Golden State’s strategy is simple, even if the execution is complex: forcing Boston to flip the ball. A lot of.
That’s a common thread running through all three of the Warriors’ wins to date — and could be a focus in a potential clincher in Game 6 at TD Garden on Thursday. When the Warriors win, Boston commits an eye-popping number of turnovers. The Celtics had 18 in Game 2, 15 in Game 4, and 18 in Game 5. Golden State kept Boston under 100 points in all three games.
Boston has managed to keep turnovers under control in its two wins, recording 12 each in Game 1 and Game 3. But the Warriors would say the low turnover number was a sign they were failing at their defensive job to have. After their loss in Game 3, in which Draymond Green said he played “like s—,” Green said they needed to match Boston’s physicality in attack on defense.

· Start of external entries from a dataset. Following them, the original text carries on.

// log.rs - Tail the audit log.

use serde_json::json;

use nx_audit::AuditLog;
use nx_protocol::RequestEnvelope;

use super::HandlerResult;
use crate::context::RuntimeContext;
use crate::error::IntoNexxonError;

const DEFAULT_LIMIT: u64 = 50;
/// Larger requests are clamped to this many entries.
pub const MAX_LIMIT: u64 = 1000;

pub fn handle(ctx: &RuntimeContext, req: &RequestEnvelope) -> HandlerResult {
    let limit = req.arg_u64("limit").unwrap_or(DEFAULT_LIMIT).min(MAX_LIMIT) as usize;
    let entries = if ctx.config.audit_log.exists() {
        AuditLog::tail(&ctx.config.audit_log, limit).map_err(IntoNexxonError::into_nexxon)?
    } else {
        Vec::new()
    };
    Ok(json!({ "entries": entries }))
}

“They can’t just bust us and get the paint, and of course that starts with me,” Green said on his podcast after the Game 3 loss in Boston.
The Warriors answered the call for physicality, switching defensively in Games 4 and 5, with Andrew Wiggins chasing Jayson Tatum and Klay Thompson and disrupting dribbling drives from the periphery. Gary Payton II is arguably the Warriors’ best point-of-attack defenseman, as he can stand up to any Celtic and cut through lanes and passing lanes with his quick feet and hands.
And then there’s Steph Curry, who single-handedly handled Boston’s relentless offensive attack on him with a strong defense.
Individually, the Warriors played more physical defense deeper in the series, allowing them to collectively close lanes for Tatum, Jaylen Brown and Marcus Smart. Boston didn’t play well in the crowd – often falling into their shot attempts or throwing bad passes.
“I think if your defense is good at the point of attack, your auxiliary defense can be there,” Green said. “There’s no one who can stop Jayson Tatum, there’s no one who can stop Jaylen Brown. At times in this series there was no one to stop Marcus Smart, but using force at the point of attack allows your help to react where it is needed.”
The Celtics are particularly vulnerable because they don’t have a real point guard. Smart plays the role, but he is exploitable as a playmaker. After not turning the ball once in Game 1, the Warriors have forced Smart to 16 turnovers in their last four games.
Tatum is averaging nearly four turnovers per game and shooting 37.3% from the field — a far cry from his 45.3% during the regular season — because Golden State is forcing his hand. Strong 3-point shooting on kickouts has fueled most of Boston’s big offensive runs. The Warriors bet those runs won’t always come.
In these playoffs, the Celtics are averaging 16.3 turnovers per loss and are 1-7 when they commit 16 or more turnovers in a playoff game and 13-2 when they come out below that number.
The Warriors, who have had turnover problems of their own over the years, committed just 64 turnovers in these Finals compared to Boston’s 75. That includes just seven Golden State turnovers in Game 5.
If the Warriors win Thursday night’s revenue battle again by double digits, chances are they won’t need a seventh game to secure another title.